• **Instructions to follow**:
Write out again only the lines that run from the start of the entries to the line containing "use serde::Serialize;", both included.

(Collected data)

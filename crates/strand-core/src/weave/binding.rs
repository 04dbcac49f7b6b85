//! Binding metadata table - every declared endpoint, collected once at startup.
//!
//! # Design
//! - 宣言は `BindingRecord::builder()` で 1 件ずつ作り、`build()` 時に検証する
//! - `BindingTable` は重複 (owner, method) を拒否し、構築後は不変
//! - shape は宣言されたチャネルから決まり、invoker の shape と一致しなければならない

use std::collections::BTreeSet;
use std::fmt;
use std::sync::Arc;

use serde::Serialize;
use thiserror::Error;

use crate::domain::channel::{ChannelName, Direction, MergePolicy, Shape};
use crate::domain::errors::BoxError;

use super::invoker::Invoker;

/// Name of the component that owns declared methods.
#[derive(Debug, Clone, PartialEq, Eq, Hash, PartialOrd, Ord)]
pub struct OwnerRef(String);

impl OwnerRef {
    pub fn new(name: impl Into<String>) -> Self {
        Self(name.into())
    }

    pub fn as_str(&self) -> &str {
        &self.0
    }
}

impl fmt::Display for OwnerRef {
    fn fmt(&self, f: &mut fmt::Formatter<'_>) -> fmt::Result {
        f.write_str(&self.0)
    }
}

impl From<&str> for OwnerRef {
    fn from(value: &str) -> Self {
        Self::new(value)
    }
}

impl From<String> for OwnerRef {
    fn from(value: String) -> Self {
        Self(value)
    }
}

/// Identity of a mediator in logs and reports: `owner::method`.
#[derive(Debug, Clone, PartialEq, Eq, Hash, PartialOrd, Ord, Serialize)]
#[serde(transparent)]
pub struct MediatorId(String);

impl MediatorId {
    pub fn new(owner: &OwnerRef, method: &str) -> Self {
        Self(format!("{owner}::{method}"))
    }

    pub fn as_str(&self) -> &str {
        &self.0
    }
}

impl fmt::Display for MediatorId {
    fn fmt(&self, f: &mut fmt::Formatter<'_>) -> fmt::Result {
        f.write_str(&self.0)
    }
}

pub type InvokerFactory = Arc<dyn Fn() -> Result<Invoker, BoxError> + Send + Sync>;

/// Where a mediator gets its invoker from.
#[derive(Clone)]
pub enum InvokerSource {
    /// Ready-made invoker.
    Direct(Invoker),
    /// Invoker constructed when the mediator binds it. Construction may fail,
    /// which fails only that mediator.
    Factory { shape: Shape, factory: InvokerFactory },
}

impl InvokerSource {
    pub fn shape(&self) -> Shape {
        match self {
            InvokerSource::Direct(invoker) => invoker.shape(),
            InvokerSource::Factory { shape, .. } => *shape,
        }
    }
}

impl fmt::Debug for InvokerSource {
    fn fmt(&self, f: &mut fmt::Formatter<'_>) -> fmt::Result {
        match self {
            InvokerSource::Direct(invoker) => f.debug_tuple("Direct").field(invoker).finish(),
            InvokerSource::Factory { shape, .. } => {
                f.debug_struct("Factory").field("shape", shape).finish_non_exhaustive()
            }
        }
    }
}

#[derive(Debug, Clone, PartialEq, Eq, Error)]
pub enum BindingError {
    #[error("{mediator} declares neither an incoming nor an outgoing channel")]
    NoChannels { mediator: MediatorId },

    #[error("{mediator} has no invoker")]
    MissingInvoker { mediator: MediatorId },

    #[error("{mediator} declares a {declared} but its invoker is a {invoker}")]
    ShapeMismatch {
        mediator: MediatorId,
        declared: Shape,
        invoker: Shape,
    },

    #[error("{mediator} declares a merge policy without an incoming channel")]
    MergeWithoutIncoming { mediator: MediatorId },

    #[error("{0} is declared twice")]
    Duplicate(MediatorId),
}

/// One declared endpoint. Immutable once built.
#[derive(Debug, Clone)]
pub struct BindingRecord {
    owner: OwnerRef,
    method: String,
    incoming: Option<ChannelName>,
    outgoing: Option<ChannelName>,
    merge: MergePolicy,
    shape: Shape,
    invoker: InvokerSource,
}

impl BindingRecord {
    pub fn builder(owner: impl Into<OwnerRef>, method: impl Into<String>) -> BindingRecordBuilder {
        BindingRecordBuilder {
            owner: owner.into(),
            method: method.into(),
            incoming: None,
            outgoing: None,
            merge: MergePolicy::None,
            invoker: None,
        }
    }

    pub fn id(&self) -> MediatorId {
        MediatorId::new(&self.owner, &self.method)
    }

    pub fn owner(&self) -> &OwnerRef {
        &self.owner
    }

    pub fn method(&self) -> &str {
        &self.method
    }

    pub fn incoming(&self) -> Option<&ChannelName> {
        self.incoming.as_ref()
    }

    pub fn outgoing(&self) -> Option<&ChannelName> {
        self.outgoing.as_ref()
    }

    pub fn merge(&self) -> MergePolicy {
        self.merge
    }

    pub fn shape(&self) -> Shape {
        self.shape
    }

    pub fn invoker(&self) -> &InvokerSource {
        &self.invoker
    }

    /// Every declared channel with its direction, incoming first.
    pub fn directions(&self) -> Vec<(ChannelName, Direction)> {
        let incoming = self.incoming.iter().map(|c| (c.clone(), Direction::In));
        let outgoing = self.outgoing.iter().map(|c| (c.clone(), Direction::Out));
        incoming.chain(outgoing).collect()
    }
}

/// Builder for [`BindingRecord`].
///
/// # Example
/// ```ignore
/// let record = BindingRecord::builder("Pricer", "convert")
///     .incoming("prices")
///     .outgoing("eur-prices")
///     .merge(MergePolicy::Merge)
///     .invoker(Invoker::processor(convert))
///     .build()?;
/// ```
pub struct BindingRecordBuilder {
    owner: OwnerRef,
    method: String,
    incoming: Option<ChannelName>,
    outgoing: Option<ChannelName>,
    merge: MergePolicy,
    invoker: Option<InvokerSource>,
}

impl BindingRecordBuilder {
    pub fn incoming(mut self, channel: impl Into<ChannelName>) -> Self {
        self.incoming = Some(channel.into());
        self
    }

    pub fn outgoing(mut self, channel: impl Into<ChannelName>) -> Self {
        self.outgoing = Some(channel.into());
        self
    }

    pub fn merge(mut self, policy: MergePolicy) -> Self {
        self.merge = policy;
        self
    }

    pub fn invoker(mut self, invoker: Invoker) -> Self {
        self.invoker = Some(InvokerSource::Direct(invoker));
        self
    }

    /// Construct the invoker lazily, when the mediator binds it.
    pub fn invoker_factory<F>(mut self, shape: Shape, factory: F) -> Self
    where
        F: Fn() -> Result<Invoker, BoxError> + Send + Sync + 'static,
    {
        self.invoker = Some(InvokerSource::Factory {
            shape,
            factory: Arc::new(factory),
        });
        self
    }

    pub fn build(self) -> Result<BindingRecord, BindingError> {
        let mediator = MediatorId::new(&self.owner, &self.method);
        let shape = Shape::from_channels(self.incoming.is_some(), self.outgoing.is_some())
            .ok_or_else(|| BindingError::NoChannels {
                mediator: mediator.clone(),
            })?;
        let invoker = self.invoker.ok_or_else(|| BindingError::MissingInvoker {
            mediator: mediator.clone(),
        })?;
        if invoker.shape() != shape {
            return Err(BindingError::ShapeMismatch {
                mediator,
                declared: shape,
                invoker: invoker.shape(),
            });
        }
        if self.merge.is_declared() && self.incoming.is_none() {
            return Err(BindingError::MergeWithoutIncoming { mediator });
        }
        Ok(BindingRecord {
            owner: self.owner,
            method: self.method,
            incoming: self.incoming,
            outgoing: self.outgoing,
            merge: self.merge,
            shape,
            invoker,
        })
    }
}

/// All declared endpoints, in declaration order.
#[derive(Debug, Clone, Default)]
pub struct BindingTable {
    records: Vec<BindingRecord>,
}

impl BindingTable {
    pub fn builder() -> BindingTableBuilder {
        BindingTableBuilder::default()
    }

    pub fn records(&self) -> &[BindingRecord] {
        &self.records
    }

    pub fn len(&self) -> usize {
        self.records.len()
    }

    pub fn is_empty(&self) -> bool {
        self.records.is_empty()
    }
}

#[derive(Debug, Default)]
pub struct BindingTableBuilder {
    records: Vec<BindingRecord>,
    ids: BTreeSet<MediatorId>,
}

impl BindingTableBuilder {
    /// Add a record. The same `owner::method` may only be declared once.
    pub fn declare(mut self, record: BindingRecord) -> Result<Self, BindingError> {
        let id = record.id();
        if !self.ids.insert(id.clone()) {
            return Err(BindingError::Duplicate(id));
        }
        self.records.push(record);
        Ok(self)
    }

    pub fn build(self) -> BindingTable {
        BindingTable {
            records: self.records,
        }
    }
}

• **Solution to the exercise**:
filename crates/strand-core/src/weave/binding.rs
repository 04dbcac49f7b6b85
//! Binding metadata table - every declared endpoint, collected once at startup.
//!
//! # Design
//! - 宣言は `BindingRecord::builder()` で 1 件ずつ作り、`build()` 時に検証する
//! - `BindingTable` は重複 (owner, method) を拒否し、構築後は不変
//! - shape は宣言されたチャネルから決まり、invoker の shape と一致しなければならない

use std::collections::BTreeSet;
use std::fmt;
use std::sync::Arc;

use serde::Serialize;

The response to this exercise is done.